> **Problem to solve**
Show all lines from the records below in which the string "next" is present.
═══ Supplied information ═══
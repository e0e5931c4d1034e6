// SPDX-License-Identifier: Apache-2.0
// Copyright 2025 itsakeyfut
//
// Licensed under the Apache License, Version 2.0 (the "License");
// you may not use this file except in compliance with the License.
// You may obtain a copy of the License at
//
//     http://www.apache.org/licenses/LICENSE-2.0
//
// Unless required by applicable law or agreed to in writing, software
// distributed under the License is distributed on an "AS IS" BASIS,
// WITHOUT WARRANTIES OR CONDITIONS OF ANY KIND, either express or implied.
// See the License for the specific language governing permissions and
// limitations under the License.

use super::*;

/// Open the full drawing area and zero the drawing offset
fn open_drawing_area(gpu: &mut Gpu) {
    gpu.gp0(0xE3 << 24).unwrap();
    gpu.gp0((0xE4 << 24) | 1023 | (511 << 10)).unwrap();
    gpu.gp0(0xE5 << 24).unwrap();
}

fn pixel(gpu: &Gpu, x: u32, y: u32) -> u16 {
    gpu.vram()[VRAM_WIDTH * y as usize + x as usize]
}

#[test]
fn test_gpustat_top_bit_toggles_on_read() {
    let mut gpu = Gpu::new();

    let first = gpu.gpustat();
    let second = gpu.gpustat();

    assert_ne!(first & 0x8000_0000, second & 0x8000_0000);
    assert_eq!(first & 0x8000_0000, gpu.gpustat() & 0x8000_0000);
}

#[test]
fn test_gpustat_ready_latches() {
    let mut gpu = Gpu::new();
    let stat = gpu.gpustat();

    // DMA request, command ready, VRAM read ready, DMA block ready
    assert_eq!(stat & 0x1E00_0000, 0x1E00_0000);
}

#[test]
fn test_gpustat_reflects_texpage() {
    let mut gpu = Gpu::new();

    // E1: texture page (5, 1), dithering on
    gpu.gp0((0xE1 << 24) | 0x215).unwrap();

    let stat = gpu.gpustat();
    assert_eq!(stat & 0x7FF, 0x215);
}

#[test]
fn test_state_registers_read_back_through_gpuread() {
    let mut gpu = Gpu::new();

    gpu.gp0((0xE2 << 24) | 0x12345).unwrap();
    gpu.gp1((0x10 << 24) | 0x2).unwrap();
    assert_eq!(gpu.gpu_read(), 0x12345);

    gpu.gp0((0xE5 << 24) | 0x1001).unwrap();
    gpu.gp1((0x10 << 24) | 0x5).unwrap();
    assert_eq!(gpu.gpu_read(), 0x1001);
}

#[test]
fn test_fill_rectangle() {
    let mut gpu = Gpu::new();
    open_drawing_area(&mut gpu);

    // Solid red 32x16 block at (32, 8)
    gpu.gp0((0x02 << 24) | 0x0000FF).unwrap();
    gpu.gp0(32 | (8 << 16)).unwrap();
    gpu.gp0(32 | (16 << 16)).unwrap();

    assert_eq!(pixel(&gpu, 32, 8), 0x001F);
    assert_eq!(pixel(&gpu, 63, 23), 0x001F);
    assert_eq!(pixel(&gpu, 64, 8), 0);
    assert_eq!(pixel(&gpu, 32, 24), 0);
}

#[test]
fn test_fill_rectangle_clips_on_origin() {
    let mut gpu = Gpu::new();

    // Drawing area restricted to x >= 64; a fill anchored left of it
    // is culled whole
    gpu.gp0((0xE3 << 24) | 64).unwrap();
    gpu.gp0((0xE4 << 24) | 1023 | (511 << 10)).unwrap();
    gpu.gp0(0xE5 << 24).unwrap();

    gpu.gp0((0x02 << 24) | 0x0000FF).unwrap();
    gpu.gp0(32 | (8 << 16)).unwrap();
    gpu.gp0(32 | (16 << 16)).unwrap();

    assert_eq!(pixel(&gpu, 32, 8), 0);
    assert_eq!(pixel(&gpu, 63, 8), 0);

    // Anchored inside the area, the fill lands
    gpu.gp0((0x02 << 24) | 0x0000FF).unwrap();
    gpu.gp0(64 | (8 << 16)).unwrap();
    gpu.gp0(16 | (1 << 16)).unwrap();

    assert_eq!(pixel(&gpu, 64, 8), 0x001F);
}

#[test]
fn test_vram_write_then_read_roundtrip() {
    let mut gpu = Gpu::new();

    // CPU->VRAM: 4x2 rectangle at (16, 16)
    gpu.gp0(0xA0 << 24).unwrap();
    gpu.gp0(16 | (16 << 16)).unwrap();
    gpu.gp0(4 | (2 << 16)).unwrap();

    let words = [0x2222_1111u32, 0x4444_3333, 0x6666_5555, 0x8888_7777];
    for word in words {
        gpu.gp0(word).unwrap();
    }

    assert_eq!(pixel(&gpu, 16, 16), 0x1111);
    assert_eq!(pixel(&gpu, 19, 16), 0x4444);
    assert_eq!(pixel(&gpu, 16, 17), 0x5555);
    assert_eq!(pixel(&gpu, 19, 17), 0x8888);

    // VRAM->CPU of the same rectangle returns the same pixels
    gpu.gp0(0xC0 << 24).unwrap();
    gpu.gp0(16 | (16 << 16)).unwrap();
    gpu.gp0(4 | (2 << 16)).unwrap();

    for word in words {
        assert_eq!(gpu.gpu_read(), word);
    }
}

#[test]
fn test_write_transfer_returns_to_fifo_mode() {
    let mut gpu = Gpu::new();

    gpu.gp0(0xA0 << 24).unwrap();
    gpu.gp0(0).unwrap();
    gpu.gp0(2 | (1 << 16)).unwrap();

    gpu.gp0(0xBBBB_AAAA).unwrap();

    // Transfer complete: the next word is a command again
    gpu.gp0((0xE6 << 24) | 0x3).unwrap();
    let stat = gpu.gpustat();
    assert_eq!((stat >> 11) & 0x3, 0x3);
}

#[test]
fn test_transfer_size_wraps_to_full_extent() {
    let mut gpu = Gpu::new();

    // Size 0 means the maximum 1024x512 extent
    gpu.gp0(0xA0 << 24).unwrap();
    gpu.gp0(0).unwrap();
    gpu.gp0(0).unwrap();

    assert_eq!(gpu.transfer.w, 1024);
    assert_eq!(gpu.transfer.h, 512);
    assert_eq!(gpu.transfer.mode, TransferMode::Write);
}

#[test]
fn test_overlapping_transfer_is_fatal() {
    let mut gpu = Gpu::new();

    gpu.gp0(0xC0 << 24).unwrap();
    gpu.gp0(0).unwrap();
    gpu.gp0(4 | (4 << 16)).unwrap();

    // A second transfer while the first is still draining
    gpu.gp0(0xC0 << 24).unwrap();
    gpu.gp0(0).unwrap();
    assert!(gpu.gp0(4 | (4 << 16)).is_err());
}

#[test]
fn test_vram_to_vram_copy() {
    let mut gpu = Gpu::new();

    gpu.gp0(0xA0 << 24).unwrap();
    gpu.gp0(0).unwrap();
    gpu.gp0(2 | (2 << 16)).unwrap();
    gpu.gp0(0x2222_1111).unwrap();
    gpu.gp0(0x4444_3333).unwrap();

    // Copy the 2x2 block from (0,0) to (100, 200)
    gpu.gp0(0x80 << 24).unwrap();
    gpu.gp0(0).unwrap();
    gpu.gp0(100 | (200 << 16)).unwrap();
    gpu.gp0(2 | (2 << 16)).unwrap();

    assert_eq!(pixel(&gpu, 100, 200), 0x1111);
    assert_eq!(pixel(&gpu, 101, 200), 0x2222);
    assert_eq!(pixel(&gpu, 100, 201), 0x3333);
    assert_eq!(pixel(&gpu, 101, 201), 0x4444);
}

#[test]
fn test_monochrome_triangle() {
    let mut gpu = Gpu::new();
    open_drawing_area(&mut gpu);

    // Red right triangle: (0,0), (10,0), (0,10)
    gpu.gp0((0x20 << 24) | 0x0000FF).unwrap();
    gpu.gp0(0).unwrap();
    gpu.gp0(10).unwrap();
    gpu.gp0(10 << 16).unwrap();

    assert_eq!(pixel(&gpu, 0, 0), 0x001F);
    assert_eq!(pixel(&gpu, 1, 1), 0x001F);
    assert_eq!(pixel(&gpu, 9, 1), 0x001F);
    assert_eq!(pixel(&gpu, 20, 20), 0);
}

#[test]
fn test_monochrome_quad_covers_rectangle() {
    let mut gpu = Gpu::new();
    open_drawing_area(&mut gpu);

    // Green 8x8 quad at (4,4): vertex order top-left, top-right,
    // bottom-left, bottom-right
    gpu.gp0((0x28 << 24) | 0x00FF00).unwrap();
    gpu.gp0(4 | (4 << 16)).unwrap();
    gpu.gp0(12 | (4 << 16)).unwrap();
    gpu.gp0(4 | (12 << 16)).unwrap();
    gpu.gp0(12 | (12 << 16)).unwrap();

    assert_eq!(pixel(&gpu, 5, 5), 0x03E0);
    assert_eq!(pixel(&gpu, 11, 11), 0x03E0);
    assert_eq!(pixel(&gpu, 8, 8), 0x03E0);
    assert_eq!(pixel(&gpu, 13, 5), 0);
}

#[test]
fn test_triangle_clipped_by_drawing_area() {
    let mut gpu = Gpu::new();

    // Drawing area restricted to x >= 8
    gpu.gp0((0xE3 << 24) | 8).unwrap();
    gpu.gp0((0xE4 << 24) | 1023 | (511 << 10)).unwrap();
    gpu.gp0(0xE5 << 24).unwrap();

    gpu.gp0((0x20 << 24) | 0x0000FF).unwrap();
    gpu.gp0(0).unwrap();
    gpu.gp0(16).unwrap();
    gpu.gp0(16 << 16).unwrap();

    assert_eq!(pixel(&gpu, 2, 1), 0);
    assert_eq!(pixel(&gpu, 9, 1), 0x001F);
}

#[test]
fn test_drawing_offset_applies_to_polygons() {
    let mut gpu = Gpu::new();
    open_drawing_area(&mut gpu);

    // Offset (100, 50)
    gpu.gp0((0xE5 << 24) | 100 | (50 << 11)).unwrap();

    gpu.gp0((0x20 << 24) | 0x0000FF).unwrap();
    gpu.gp0(0).unwrap();
    gpu.gp0(8).unwrap();
    gpu.gp0(8 << 16).unwrap();

    assert_eq!(pixel(&gpu, 0, 0), 0);
    assert_eq!(pixel(&gpu, 101, 51), 0x001F);
}

#[test]
fn test_monochrome_rectangle_command() {
    let mut gpu = Gpu::new();
    open_drawing_area(&mut gpu);

    // Blue 3x2 rectangle at (10, 20)
    gpu.gp0((0x60 << 24) | 0xFF0000).unwrap();
    gpu.gp0(10 | (20 << 16)).unwrap();
    gpu.gp0(3 | (2 << 16)).unwrap();

    assert_eq!(pixel(&gpu, 10, 20), 0x7C00);
    assert_eq!(pixel(&gpu, 12, 21), 0x7C00);
    assert_eq!(pixel(&gpu, 13, 20), 0);
}

#[test]
fn test_textured_rectangle_with_clut() {
    let mut gpu = Gpu::new();
    open_drawing_area(&mut gpu);

    // Palette at (0, 480): entry 1 = magenta
    gpu.gp0(0xA0 << 24).unwrap();
    gpu.gp0(480 << 16).unwrap();
    gpu.gp0(2 | (1 << 16)).unwrap();
    gpu.gp0(0x7C1F_0000).unwrap();

    // 4bpp texture data at page (0,0), texel row 0x1111 (all index 1)
    gpu.gp0(0xA0 << 24).unwrap();
    gpu.gp0(64 << 16).unwrap();
    gpu.gp0(2 | (1 << 16)).unwrap();
    gpu.gp0(0x1111_1111).unwrap();

    // Bind texture page 0 in 4bpp mode; v base 64 within the page
    gpu.gp0(0xE1 << 24).unwrap();

    gpu.gp0((0x64 << 24) | 0x808080).unwrap();
    gpu.gp0(200 | (100 << 16)).unwrap();
    gpu.gp0((64 << 8) | (480 << 22)).unwrap();
    gpu.gp0(4 | (1 << 16)).unwrap();

    assert_eq!(pixel(&gpu, 200, 100), 0x7C1F);
    assert_eq!(pixel(&gpu, 203, 100), 0x7C1F);
}

#[test]
fn test_shaded_triangle_interpolates() {
    let mut gpu = Gpu::new();
    open_drawing_area(&mut gpu);

    // Red at the left vertex, black at the others
    gpu.gp0((0x30 << 24) | 0x0000FF).unwrap();
    gpu.gp0(0).unwrap();
    gpu.gp0(0).unwrap(); // black
    gpu.gp0(64).unwrap();
    gpu.gp0(0).unwrap(); // black
    gpu.gp0(64 << 16).unwrap();

    let left = pixel(&gpu, 1, 1) & 0x1F;
    let right = pixel(&gpu, 40, 1) & 0x1F;
    assert!(left > right, "red fades towards the unlit vertices");
}

#[test]
fn test_gp1_reset_clears_pending_command() {
    let mut gpu = Gpu::new();

    // Half-sent triangle, then GP1 FIFO clear
    gpu.gp0((0x20 << 24) | 0x0000FF).unwrap();
    gpu.gp0(0).unwrap();
    gpu.gp1(0x01 << 24).unwrap();

    // The next word starts a fresh command instead of completing the old
    gpu.gp0((0xE6 << 24) | 0x1).unwrap();
    assert_eq!((gpu.gpustat() >> 11) & 0x3, 0x1);
}

#[test]
fn test_unknown_commands_are_fatal() {
    let mut gpu = Gpu::new();
    assert!(gpu.gp0(0x5B << 24).is_err());
    assert!(gpu.gp1(0x20 << 24).is_err());
}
═══
> **Answer section**
    // Transfer complete: the next word is a command again
    // The next word starts a fresh command instead of completing the old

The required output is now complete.